Jen: Why is this bolded, in italics, and underlined? And why are we in a Ranch?
Emily: The author of this story needed to straighten things out a bit. This ranch is now known as the "Rant Ranch" or the place we go while the author is sleeping. She is human, she needs to sleep.
Jen: Why are we ranting?
Emily: Because the author needs to get things known.
Jen: Okay.
Emily: Jen, why are you amused by such simple things?
Jen: *shrugs*
...
Jen: I'd like to start off with a few things. Okay, the author is deeply grateful to TasteLikeFailure and to ChuChuMarshmallow for helping her make up her mind and to take Thunder off and fix it around a bit. She wasn't sure if she should add it or not, and decided to anyways. Apparently, asking people who know and like her if a story is good or not is not a good idea. If she is having difficulty with knowing if she should add a story or not, she shall go to them. Get used to it you two. And please, to those who absoulutly hate her stories, tell her. Tell the truth, she will gladly accept it. After all, it is hard to get angry at someone who is voiceing their opinion. Good Canadian girl, eh?

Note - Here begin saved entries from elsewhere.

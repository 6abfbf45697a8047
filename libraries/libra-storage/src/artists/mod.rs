//! Artist queries

use crate::error::{Result, StorageError};
use crate::pool::DbPool;
use crate::require_affected;
use libra_core::{Artist, Metadata, Permissions};
use sqlx::types::Json;

const SELECT: &str = r#"
    SELECT
        id, user_id, name, album_ids, track_ids, description, creation_date,
        listen_count, favorite_count, addition_date, tags, additional_meta,
        permissions, linked_item_ids, metadata_source
    FROM artists
"#;

#[derive(sqlx::FromRow)]
struct ArtistRow {
    id: String,
    user_id: String,
    name: String,
    album_ids: Json<Vec<String>>,
    track_ids: Json<Vec<String>>,
    description: String,
    creation_date: String,
    listen_count: i64,
    favorite_count: i64,
    addition_date: i64,
    tags: Json<Vec<String>>,
    additional_meta: Json<Metadata>,
    permissions: Json<Permissions>,
    linked_item_ids: Json<Vec<String>>,
    metadata_source: String,
}

impl From<ArtistRow> for Artist {
    fn from(row: ArtistRow) -> Self {
        Artist {
            id: row.id,
            user_id: row.user_id,
            name: row.name,
            album_ids: row.album_ids.0,
            track_ids: row.track_ids.0,
            description: row.description,
            creation_date: row.creation_date,
            listen_count: row.listen_count,
            favorite_count: row.favorite_count,
            addition_date: row.addition_date,
            tags: row.tags.0,
            additional_meta: row.additional_meta.0,
            permissions: row.permissions.0,
            linked_item_ids: row.linked_item_ids.0,
            metadata_source: row.metadata_source.into(),
        }
    }
}

pub async fn get_all(pool: &DbPool) -> Result<Vec<Artist>> {
    let rows: Vec<ArtistRow> = with_pool!(pool, |p| {
        sqlx::query_as(&format!("{SELECT} ORDER BY addition_date, id"))
            .fetch_all(p)
            .await
    })?;
    Ok(rows.into_iter().map(Artist::from).collect())
}

pub async fn get_by_user(pool: &DbPool, user_id: &str) -> Result<Vec<Artist>> {
    let rows: Vec<ArtistRow> = with_pool!(pool, |p| {
        sqlx::query_as(&format!(
            "{SELECT} WHERE user_id = $1 ORDER BY addition_date, id"
        ))
        .bind(user_id)
        .fetch_all(p)
        .await
    })?;
    Ok(rows.into_iter().map(Artist::from).collect())
}

pub async fn get_by_id(pool: &DbPool, id: &str) -> Result<Artist> {
    let row: Option<ArtistRow> = with_pool!(pool, |p| {
        sqlx::query_as(&format!("{SELECT} WHERE id = $1"))
            .bind(id)
            .fetch_optional(p)
            .await
    })?;
    row.map(Artist::from)
        .ok_or_else(|| StorageError::not_found("artist", id))
}

pub async fn insert(pool: &DbPool, artist: &Artist) -> Result<()> {
    with_pool!(pool, |p| {
        sqlx::query(
            r#"
            INSERT INTO artists (
                id, user_id, name, album_ids, track_ids, description, creation_date,
                listen_count, favorite_count, addition_date, tags, additional_meta,
                permissions, linked_item_ids, metadata_source
            ) VALUES ($1, $2, $3, $4, $5, $6, $7, $8, $9, $10, $11, $12, $13, $14, $15)
            "#,
        )
        .bind(artist.id.as_str())
        .bind(artist.user_id.as_str())
        .bind(artist.name.as_str())
        .bind(Json(&artist.album_ids))
        .bind(Json(&artist.track_ids))
        .bind(artist.description.as_str())
        .bind(artist.creation_date.as_str())
        .bind(artist.listen_count)
        .bind(artist.favorite_count)
        .bind(artist.addition_date)
        .bind(Json(&artist.tags))
        .bind(Json(&artist.additional_meta))
        .bind(Json(&artist.permissions))
        .bind(Json(&artist.linked_item_ids))
        .bind(artist.metadata_source.as_str())
        .execute(p)
        .await
        .map(|_| ())
    })?;
    Ok(())
}

pub async fn update(pool: &DbPool, artist: &Artist) -> Result<()> {
    let rows = with_pool!(pool, |p| {
        sqlx::query(
            r#"
            UPDATE artists SET
                user_id = $2, name = $3, album_ids = $4, track_ids = $5, description = $6,
                creation_date = $7, listen_count = $8, favorite_count = $9,
                addition_date = $10, tags = $11, additional_meta = $12, permissions = $13,
                linked_item_ids = $14, metadata_source = $15
            WHERE id = $1
            "#,
        )
        .bind(artist.id.as_str())
        .bind(artist.user_id.as_str())
        .bind(artist.name.as_str())
        .bind(Json(&artist.album_ids))
        .bind(Json(&artist.track_ids))
        .bind(artist.description.as_str())
        .bind(artist.creation_date.as_str())
        .bind(artist.listen_count)
        .bind(artist.favorite_count)
        .bind(artist.addition_date)
        .bind(Json(&artist.tags))
        .bind(Json(&artist.additional_meta))
        .bind(Json(&artist.permissions))
        .bind(Json(&artist.linked_item_ids))
        .bind(artist.metadata_source.as_str())
        .execute(p)
        .await
        .map(|r| r.rows_affected())
    })?;
    require_affected(rows, "artist", &artist.id)
}

pub async fn delete(pool: &DbPool, id: &str) -> Result<()> {
    let rows = with_pool!(pool, |p| {
        sqlx::query("DELETE FROM artists WHERE id = $1")
            .bind(id)
            .execute(p)
            .await
            .map(|r| r.rows_affected())
    })?;
    require_affected(rows, "artist", id)
}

Emily: And to those who hate her because they know her and want to crush her wierd and demented spirit, she will harm you. That's a threat, don't take it to hard, but her anger is quite scary.
Jen: Okay, and if you liked her stories at the beggining, but hate it because she killed a Hunter or some other special infected, or, let's say, charecter -it's the author, she kills people who she deems need to be killed in stories- please do not over react. If you have an issue with her killing off special infected, or any infected, how do you play Left 4 Dead? You are supposed to kill them, it's all part of the game.
Emily: Haha. Hm, oh sorry, watching Youtube. Uh... back to you Jen!
Jen: *Roll's eyes* We get Youtube in the Rant Ranch? Weird. Anywho, the author hates it when people talk like the are on MSN. And for the example I shall use is actually what she recieved. Tell me if you had a hard time understanding what this person is saying.
o hay im desi nd i thnk ur fic is rlly godd i do l4d with my frnds online nd
wen i ** to look 4 fics to the huntre is my fav evr he so sexxi
so my frnd tld me abootu th screemer nd i thot of that wen i saw eth casue she
got th estr8t jaket lik th screemer nd i thot itw as kool tht she had it to so
imma reda tha rest now kbye RITE MORE lol jkjk but ya rite mroe
And
Y DI DU KILL THA HUNTR HE WASTH ONLKOOLINFE CTED THER ND THTSTOPID BITHC
KLLEDHIM I H8 U!
Please do not write like that. It gives the author headaches. If you want to write like that, go do it somewheres else.
Emily: Jen, everything gives the author headaches. Even the sun.
Jen: So? She perfers the night over the day. I agree with her.
Emily: And on a completely-
Emilia: *Poof's in randomly* Hi Emily and Jen!
Emily: Emilia, you're not a zombie, what are you doing here?
Emilia: I'm a vampire. Emily! I need your frying pan's!
Emily: Uh, why?
Emilia: I need to hit some people over the head with them.
Emily: Okay. *Hands frying pan's to Emilia*
Jen: To finish off what Emily was saying, on a completely side note, please stop flaming Homosexuals. Love is love, no matter if you like the same gender, both genders, or the opposite gender, just stop picking on them. They're only human, they aren't perfect, so, please stop picking on them.
Emily: *Nods*
Emilia: *Poof's back in* Thanks Emily, here are your frying pans. *Chucks frying pans at Emily* Hey Emily, do you have ice-cream?
Emily: No.
Emilia: *Turns around* Jen?
Jen: MY ICE-CREAM!
Emilia & Emily: Jen, share.
Jen: Fine. *Hand's spoons to Emilia and Emily* And that wraps up the Rant Ranch.
Emily: But beware. We will be back if we need to rant.
Jen: Yep! Emilia, who's head's did you bash in?
Emilia: I'm not telling.
Jen: Tell me!
Emilia: *Look's at Emily, who nods* Jen, look at what I have! *Start's shakeing keys*
Jen: Oh, My, Godcrakers! It makes me laugh oh so hard. *Fall's to ground giggling like an idiot and clutching side*
Emily: Oh, and if you want your O.C's to be in this story - why, we don't know - be prepared for them to be twisted up so much that you won't be able to recognise them! Bye now!